[Extracted records]
□ □ □ □ □ □ □
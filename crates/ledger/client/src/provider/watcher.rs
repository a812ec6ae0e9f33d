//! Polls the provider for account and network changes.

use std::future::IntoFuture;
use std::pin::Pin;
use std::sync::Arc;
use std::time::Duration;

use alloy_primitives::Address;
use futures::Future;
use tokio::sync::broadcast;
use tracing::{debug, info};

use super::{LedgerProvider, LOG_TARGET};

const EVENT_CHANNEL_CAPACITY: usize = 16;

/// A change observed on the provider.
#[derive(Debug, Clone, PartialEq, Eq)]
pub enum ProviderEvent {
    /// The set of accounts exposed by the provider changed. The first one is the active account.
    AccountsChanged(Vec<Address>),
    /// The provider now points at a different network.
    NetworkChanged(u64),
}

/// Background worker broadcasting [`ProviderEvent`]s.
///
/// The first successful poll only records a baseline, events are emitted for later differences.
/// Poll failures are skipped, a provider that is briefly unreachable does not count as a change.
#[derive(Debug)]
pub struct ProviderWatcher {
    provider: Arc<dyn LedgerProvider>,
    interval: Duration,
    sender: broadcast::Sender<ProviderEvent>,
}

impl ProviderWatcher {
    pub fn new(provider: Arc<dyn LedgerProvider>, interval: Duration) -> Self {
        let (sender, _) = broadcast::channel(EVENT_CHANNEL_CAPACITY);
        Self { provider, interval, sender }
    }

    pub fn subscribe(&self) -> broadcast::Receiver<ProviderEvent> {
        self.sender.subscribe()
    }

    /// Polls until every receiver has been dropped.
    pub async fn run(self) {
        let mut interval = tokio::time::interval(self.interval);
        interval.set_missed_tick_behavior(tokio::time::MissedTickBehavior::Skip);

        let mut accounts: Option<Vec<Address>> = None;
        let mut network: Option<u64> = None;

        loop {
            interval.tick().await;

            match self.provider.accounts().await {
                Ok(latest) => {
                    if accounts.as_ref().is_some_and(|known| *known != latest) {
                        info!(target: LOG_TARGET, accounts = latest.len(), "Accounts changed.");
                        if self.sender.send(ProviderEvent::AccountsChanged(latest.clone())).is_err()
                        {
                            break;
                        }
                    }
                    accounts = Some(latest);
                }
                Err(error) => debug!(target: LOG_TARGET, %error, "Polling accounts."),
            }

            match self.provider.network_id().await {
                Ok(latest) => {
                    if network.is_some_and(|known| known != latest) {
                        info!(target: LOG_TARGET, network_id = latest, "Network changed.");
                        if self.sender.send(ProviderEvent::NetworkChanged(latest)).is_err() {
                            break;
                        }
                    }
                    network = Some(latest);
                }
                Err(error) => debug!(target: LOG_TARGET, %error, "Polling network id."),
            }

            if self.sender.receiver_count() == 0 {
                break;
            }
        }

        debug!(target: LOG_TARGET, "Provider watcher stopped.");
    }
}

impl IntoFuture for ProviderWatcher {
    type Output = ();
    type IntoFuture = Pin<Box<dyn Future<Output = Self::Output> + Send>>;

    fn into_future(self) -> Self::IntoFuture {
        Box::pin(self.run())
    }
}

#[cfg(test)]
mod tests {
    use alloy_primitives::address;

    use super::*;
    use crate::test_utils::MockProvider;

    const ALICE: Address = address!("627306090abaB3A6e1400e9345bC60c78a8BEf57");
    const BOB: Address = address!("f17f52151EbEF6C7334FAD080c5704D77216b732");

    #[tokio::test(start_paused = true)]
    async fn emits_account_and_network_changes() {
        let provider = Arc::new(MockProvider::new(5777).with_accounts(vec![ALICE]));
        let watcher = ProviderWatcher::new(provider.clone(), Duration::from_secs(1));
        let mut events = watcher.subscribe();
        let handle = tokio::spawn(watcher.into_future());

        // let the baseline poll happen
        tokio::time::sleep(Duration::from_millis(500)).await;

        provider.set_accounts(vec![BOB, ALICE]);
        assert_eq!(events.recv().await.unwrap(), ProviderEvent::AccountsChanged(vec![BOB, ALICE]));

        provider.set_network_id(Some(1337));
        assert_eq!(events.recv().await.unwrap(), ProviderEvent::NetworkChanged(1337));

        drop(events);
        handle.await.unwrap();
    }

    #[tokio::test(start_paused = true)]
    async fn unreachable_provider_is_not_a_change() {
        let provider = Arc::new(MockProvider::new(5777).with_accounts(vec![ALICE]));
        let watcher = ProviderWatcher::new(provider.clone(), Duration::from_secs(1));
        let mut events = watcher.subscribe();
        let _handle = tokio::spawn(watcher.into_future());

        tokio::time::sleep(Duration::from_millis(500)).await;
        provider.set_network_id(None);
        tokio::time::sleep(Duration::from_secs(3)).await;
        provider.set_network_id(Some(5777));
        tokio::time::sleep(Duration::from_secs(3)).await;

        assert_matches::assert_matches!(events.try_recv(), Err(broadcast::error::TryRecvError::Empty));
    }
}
□ □ □ □ □ □ □
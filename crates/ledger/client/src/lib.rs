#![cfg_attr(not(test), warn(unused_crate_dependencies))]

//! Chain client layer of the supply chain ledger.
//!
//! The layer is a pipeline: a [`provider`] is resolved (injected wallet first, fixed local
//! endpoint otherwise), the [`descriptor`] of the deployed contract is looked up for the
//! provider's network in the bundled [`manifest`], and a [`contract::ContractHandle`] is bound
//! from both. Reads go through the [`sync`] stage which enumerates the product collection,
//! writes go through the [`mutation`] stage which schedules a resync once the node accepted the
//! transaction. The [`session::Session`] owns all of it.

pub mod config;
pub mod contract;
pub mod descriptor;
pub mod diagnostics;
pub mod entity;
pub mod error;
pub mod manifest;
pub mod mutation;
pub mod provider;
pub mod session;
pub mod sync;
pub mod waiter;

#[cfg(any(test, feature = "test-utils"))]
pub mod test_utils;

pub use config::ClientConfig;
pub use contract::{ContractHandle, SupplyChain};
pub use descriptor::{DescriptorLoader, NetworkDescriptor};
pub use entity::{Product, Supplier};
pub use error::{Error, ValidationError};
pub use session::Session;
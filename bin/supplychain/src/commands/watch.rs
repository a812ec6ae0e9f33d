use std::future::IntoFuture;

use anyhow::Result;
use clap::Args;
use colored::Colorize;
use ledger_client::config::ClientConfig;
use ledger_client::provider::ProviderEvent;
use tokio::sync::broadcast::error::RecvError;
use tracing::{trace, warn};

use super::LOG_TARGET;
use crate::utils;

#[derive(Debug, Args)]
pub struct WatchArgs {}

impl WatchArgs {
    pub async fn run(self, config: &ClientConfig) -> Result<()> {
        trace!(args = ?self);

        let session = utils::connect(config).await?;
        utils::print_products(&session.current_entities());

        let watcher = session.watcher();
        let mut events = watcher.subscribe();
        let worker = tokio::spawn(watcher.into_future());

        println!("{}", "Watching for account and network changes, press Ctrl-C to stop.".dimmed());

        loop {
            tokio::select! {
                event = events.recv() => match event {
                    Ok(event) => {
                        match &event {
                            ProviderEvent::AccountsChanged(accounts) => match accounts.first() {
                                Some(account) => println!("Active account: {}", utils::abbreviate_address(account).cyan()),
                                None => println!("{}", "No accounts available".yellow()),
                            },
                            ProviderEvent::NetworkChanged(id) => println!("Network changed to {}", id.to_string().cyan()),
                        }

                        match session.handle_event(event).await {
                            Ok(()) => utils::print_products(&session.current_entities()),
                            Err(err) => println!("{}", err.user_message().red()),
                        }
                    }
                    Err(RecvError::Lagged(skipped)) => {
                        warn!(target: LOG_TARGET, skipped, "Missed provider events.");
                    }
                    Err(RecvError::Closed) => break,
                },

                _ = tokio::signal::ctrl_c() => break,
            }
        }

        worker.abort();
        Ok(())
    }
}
□ □ □ □ □ □ □
- Exercise requirements
Among the records, how many lines include the string "break"? State the number and add nothing.

- Task answer
5